Say I have the following array of strings as an input:
foo-139875913
foo-aeuefhaiu
foo-95hw9ghes
barbazabejgoiagjaegioea
barbaz8gs98ghsgh9es8h
9a8efa098fea0
barbaza98fyae9fghaefag
bazfa90eufa0e9u
bazgeajga8ugae89u
bazguea9guae
aifeaufhiuafhe
There are 3 different prefixes used here, "foo-", "barbaz" and "baz" - however these prefixes are not known ahead of time (they could be something completely different).
How could you establish what the different common prefixes are so that they could then be grouped by? This is made a bit tricky since in the data I've provided there's two that start with "bazg" and one that starts "bazf" where of course "baz" is the prefix.

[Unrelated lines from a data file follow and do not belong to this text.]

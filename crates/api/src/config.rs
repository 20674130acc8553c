use std::path::PathBuf;
use std::time::Duration;

/// Server configuration loaded from environment variables.
///
/// All fields have sensible defaults suitable for local development.
/// In production, override via environment variables.
#[derive(Debug, Clone)]
pub struct ServerConfig {
    /// Bind address (default: `0.0.0.0`).
    pub host: String,
    /// Bind port (default: `3000`).
    pub port: u16,
    /// Allowed CORS origins, parsed from comma-separated `CORS_ORIGINS` env var.
    pub cors_origins: Vec<String>,
    /// HTTP request timeout in seconds (default: `30`).
    pub request_timeout_secs: u64,
    /// Directory holding the flat JSON collection files.
    pub data_dir: PathBuf,
    /// Directory holding uploaded submission photos (served as `/images`).
    pub image_dir: PathBuf,
    /// Telegram bot token; the bot (and `/webhook`) is disabled when unset.
    pub bot_token: Option<String>,
    /// Externally reachable base URL, used for the webhook registration and
    /// for forwarding located-product submissions to the catalog endpoint.
    pub public_url: String,
    /// Pending-submission TTL in seconds; `0` disables expiry.
    pub pending_ttl_secs: u64,
    /// Timeout for forwarding a located product to the catalog endpoint.
    pub forward_timeout_secs: u64,
}

impl ServerConfig {
    /// Load configuration from environment variables with defaults.
    ///
    /// | Env Var                | Default                    |
    /// |------------------------|----------------------------|
    /// | `HOST`                 | `0.0.0.0`                  |
    /// | `PORT`                 | `3000`                     |
    /// | `CORS_ORIGINS`         | `http://localhost:5173`    |
    /// | `REQUEST_TIMEOUT_SECS` | `30`                       |
    /// | `DATA_DIR`             | `data`                     |
    /// | `IMAGE_DIR`            | `images`                   |
    /// | `BOT_TOKEN`            | unset (bot disabled)       |
    /// | `PUBLIC_URL`           | `http://127.0.0.1:3000`    |
    /// | `PENDING_TTL_SECS`     | `3600` (`0` disables)      |
    /// | `FORWARD_TIMEOUT_SECS` | `10`                       |
    pub fn from_env() -> Self {
        let host = std::env::var("HOST").unwrap_or_else(|_| "0.0.0.0".into());

        let port: u16 = std::env::var("PORT")
            .unwrap_or_else(|_| "3000".into())
            .parse()
            .expect("PORT must be a valid u16");

        let cors_origins: Vec<String> = std::env::var("CORS_ORIGINS")
            .unwrap_or_else(|_| "http://localhost:5173".into())
            .split(',')
            .map(|s| s.trim().to_string())
            .filter(|s| !s.is_empty())
            .collect();

        let request_timeout_secs: u64 = std::env::var("REQUEST_TIMEOUT_SECS")
            .unwrap_or_else(|_| "30".into())
            .parse()
            .expect("REQUEST_TIMEOUT_SECS must be a valid u64");

        let data_dir = PathBuf::from(std::env::var("DATA_DIR").unwrap_or_else(|_| "data".into()));
        let image_dir =
            PathBuf::from(std::env::var("IMAGE_DIR").unwrap_or_else(|_| "images".into()));

        let bot_token = std::env::var("BOT_TOKEN").ok().filter(|t| !t.is_empty());

        let public_url = std::env::var("PUBLIC_URL")
            .unwrap_or_else(|_| "http://127.0.0.1:3000".into())
            .trim_end_matches('/')
            .to_string();

        let pending_ttl_secs: u64 = std::env::var("PENDING_TTL_SECS")
            .unwrap_or_else(|_| "3600".into())
            .parse()
            .expect("PENDING_TTL_SECS must be a valid u64");

        let forward_timeout_secs: u64 = std::env::var("FORWARD_TIMEOUT_SECS")
            .unwrap_or_else(|_| "10".into())
            .parse()
            .expect("FORWARD_TIMEOUT_SECS must be a valid u64");

        Self {
            host,
            port,
            cors_origins,
            request_timeout_secs,
            data_dir,
            image_dir,
            bot_token,
            public_url,
            pending_ttl_secs,
            forward_timeout_secs,
        }
    }

    /// Pending TTL as a duration; `None` when expiry is disabled.
    pub fn pending_ttl(&self) -> Option<Duration> {
        (self.pending_ttl_secs > 0).then(|| Duration::from_secs(self.pending_ttl_secs))
    }

    /// Catalog endpoint located-product submissions are forwarded to.
    pub fn add_product_url(&self) -> String {
        format!("{}/api/add-product", self.public_url)
    }

    /// Webhook URL registered with the Telegram Bot API.
    pub fn webhook_url(&self) -> String {
        format!("{}/webhook", self.public_url)
    }
}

What I've tried so far is sorting them into alphabetical order, and then looping through them in order and counting how many characters in a row are identical to the previous. If the number is different or when 0 characters are identical, it starts a new group. The problem with this is it falls over at the "bazg" and "bazf" problem I mentioned earlier and separates those into two different groups (one with just one element in it)
Edit: Alright, let's throw a few more rules in:
Longer potential groups should generally be preferred over shorter ones, unless there is a closely matching group of less than X characters difference in length. (So where X is 2, baz would be preferred over bazg)
A group must have at least Y elements in it or not be a group at all
It's okay to simply throw away elements that don't match any of the 'groups' to within the rules above.
To clarify the first rule in relation to the second, if X was 0 and Y was 2, then the two 'bazg' entries would be in a group, and the 'bazf' would be thrown away because its on its own.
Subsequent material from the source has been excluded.